Énergie d’un côté, sommeil de l’autre
Face à l’argument énergétique, l’ACHED, l’Association contre l’heure double, met en avant un effet négatif sur l’organisme humain. Selon elle, ces bascules horaires provoquent une désynchronisation du sommeil chez les Français.
L’ADEME n’écarte pas totalement cette possibilité. L’agence admet que cette conséquence peut exister, mais elle estime qu’elle ne touche pas la majorité des Français.
Bref, le débat tient dans cet équilibre. D’un côté, des économies d’énergie jugées encore utiles. De l’autre, un impact sur le sommeil qui continue d’alimenter la contestation.
Vos questions, nos réponses
Quand faut-il changer l’heure exactement ?
Le point important à retenir, c’est que le changement se fait dans la nuit.
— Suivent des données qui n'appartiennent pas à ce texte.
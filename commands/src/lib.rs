mod cfg;
mod cli;

pub use cfg::{Config, Target};
pub use cli::{Cli, Error as CliError};
use once_cell::sync::Lazy;

pub static ARGS: Lazy<cli::Cli> = Lazy::new(cli::Cli::parse);
use serde::de::{self, Deserializer, Visitor};
use serde::Deserialize;
use std::fmt;
use std::path::{Path, PathBuf};

#[derive(Debug, PartialEq, Eq, Deserialize)]
pub struct Config {
    /// Architecture the emitted names are for.
    #[serde(default = "defaults::target", deserialize_with = "target")]
    pub target: Target,

    /// Keep symbols that failed to transcode under their original name.
    #[serde(default = "defaults::passthrough")]
    pub passthrough: bool,

    /// Drop symbols that aren't Itanium names to begin with, such as C functions.
    #[serde(default = "defaults::skip_unmangled")]
    pub skip_unmangled: bool,
}

#[derive(Debug, Clone, Copy, PartialEq, Eq)]
pub enum Target {
    X86,
    X64,
}

impl Target {
    pub fn from_name(name: &str) -> Option<Self> {
        match name.to_ascii_lowercase().as_str() {
            "x86" | "i386" | "i686" => Some(Target::X86),
            "x64" | "x86_64" | "amd64" => Some(Target::X64),
            _ => None,
        }
    }

    pub fn options(self) -> symbols::msvc::Options {
        symbols::msvc::Options {
            ptr64: self == Target::X64,
        }
    }
}

/// Default values when one is missing in the config.yaml.
mod defaults {
    use super::Target;

    pub fn target() -> Target {
        Target::X86
    }
    pub fn passthrough() -> bool {
        true
    }
    pub fn skip_unmangled() -> bool {
        false
    }
}

impl Default for Config {
    fn default() -> Self {
        Self {
            target: defaults::target(),
            passthrough: defaults::passthrough(),
            skip_unmangled: defaults::skip_unmangled(),
        }
    }
}

impl Config {
    /// Read the config at `path`, or at the user's config directory if none is given.
    pub fn parse(path: Option<&Path>) -> Self {
        let explicit = path.is_some();
        let path = match path {
            Some(path) => path.to_path_buf(),
            None => match default_path() {
                Some(path) => path,
                None => {
                    log::warning!("No config directory found, using the default config.");
                    return Self::default();
                }
            },
        };

        let raw = match std::fs::read_to_string(&path) {
            Ok(raw) => raw,
            // no config in the user's config directory is fine
            Err(err) if !explicit && err.kind() == std::io::ErrorKind::NotFound => {
                return Self::default();
            }
            Err(err) => {
                log::warning!("Failed to read config {path:?}.\nError: {err}.");
                return Self::default();
            }
        };

        match Self::from_yaml(&raw) {
            Ok(parsed) => parsed,
            Err(err) => {
                log::warning!("Failed to parse config {path:?}.\nError: {err}.");

                // parse everything as default
                Self::default()
            }
        }
    }

    pub fn from_yaml(raw: &str) -> Result<Self, serde_yaml::Error> {
        if raw.trim().is_empty() {
            return Ok(Self::default());
        }

        serde_yaml::from_str(raw)
    }
}

fn default_path() -> Option<PathBuf> {
    let mut dir = dirs::config_dir()?;
    dir.push("symbridge");
    dir.push("config.yaml");
    Some(dir)
}

fn target<'de, D: Deserializer<'de>>(deserializer: D) -> Result<Target, D::Error> {
    struct TargetParsing;
    impl<'de> Visitor<'de> for TargetParsing {
        type Value = Target;

        fn expecting(&self, formatter: &mut fmt::Formatter) -> fmt::Result {
            formatter.write_str("expected either x86 or x64")
        }

        fn visit_str<E: de::Error>(self, s: &str) -> Result<Self::Value, E> {
            Target::from_name(s).ok_or_else(|| E::custom(format!("unknown target '{s}'")))
        }
    }

    deserializer.deserialize_str(TargetParsing)
}

#[cfg(test)]
mod tests {
    use super::*;

    #[test]
    fn empty_config_is_default() {
        assert_eq!(Config::from_yaml("").unwrap(), Config::default());
        assert_eq!(Config::from_yaml("\n  \n").unwrap(), Config::default());
    }

    #[test]
    fn partial_config() {
        let config = Config::from_yaml("target: amd64").unwrap();
        assert_eq!(config.target, Target::X64);
        assert!(config.passthrough);
        assert!(!config.skip_unmangled);

        let config = Config::from_yaml("passthrough: false\nskip_unmangled: true").unwrap();
        assert_eq!(config.target, Target::X86);
        assert!(!config.passthrough);
        assert!(config.skip_unmangled);
    }

    #[test]
    fn bad_target() {
        assert!(Config::from_yaml("target: sparc").is_err());
    }

    #[test]
    fn targets() {
        assert_eq!(Target::from_name("X86_64"), Some(Target::X64));
        assert_eq!(Target::from_name("i386"), Some(Target::X86));
        assert!(Target::X64.options().ptr64);
        assert!(!Target::X86.options().ptr64);
    }

    #[test]
    fn missing_file_is_default() {
        let config = Config::parse(Some(Path::new("/nonexistent/symbridge/config.yaml")));
        assert_eq!(config, Config::default());

        let logger = log::LOGGER.lock().unwrap();
        let warned = logger.lines().any(|(line, level)| {
            *level == log::Level::Warning
                && line.starts_with("Failed to read config")
                && line.contains("/nonexistent/symbridge/config.yaml")
        });
        assert!(warned, "a missing config should be reported");
    }
}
Pour le lecteur, l’effet concret est surtout le suivant, au réveil, il faut avoir avancé toutes ses horloges d’une heure pour être à la bonne heure.
Pourquoi parle-t-on encore d’une mesure décidée il y a longtemps ?
Parce que le dispositif mis en place en 1975 n’a pas été abandonné. Il avait été conçu pour réduire la consommation d’énergie après le choc pétrolier, et cet argument reste celui qui soutient encore son maintien.
Qu’est-ce que l’ACHED reproche au changement d’heure ?
L’association estime que ces décalages perturbent l’organisme humain. Dans le texte, cela passe par l’idée de désynchronisation du sommeil, autrement dit un rythme de repos qui se retrouve brusquement décalé.
L’ADEME nie-t-elle les effets sur le sommeil ?
Non. L’ADEME reconnaît que cet impact peut exister. Sa position est plus nuancée, elle considère surtout que cette conséquence ne concerne pas la majorité des Français.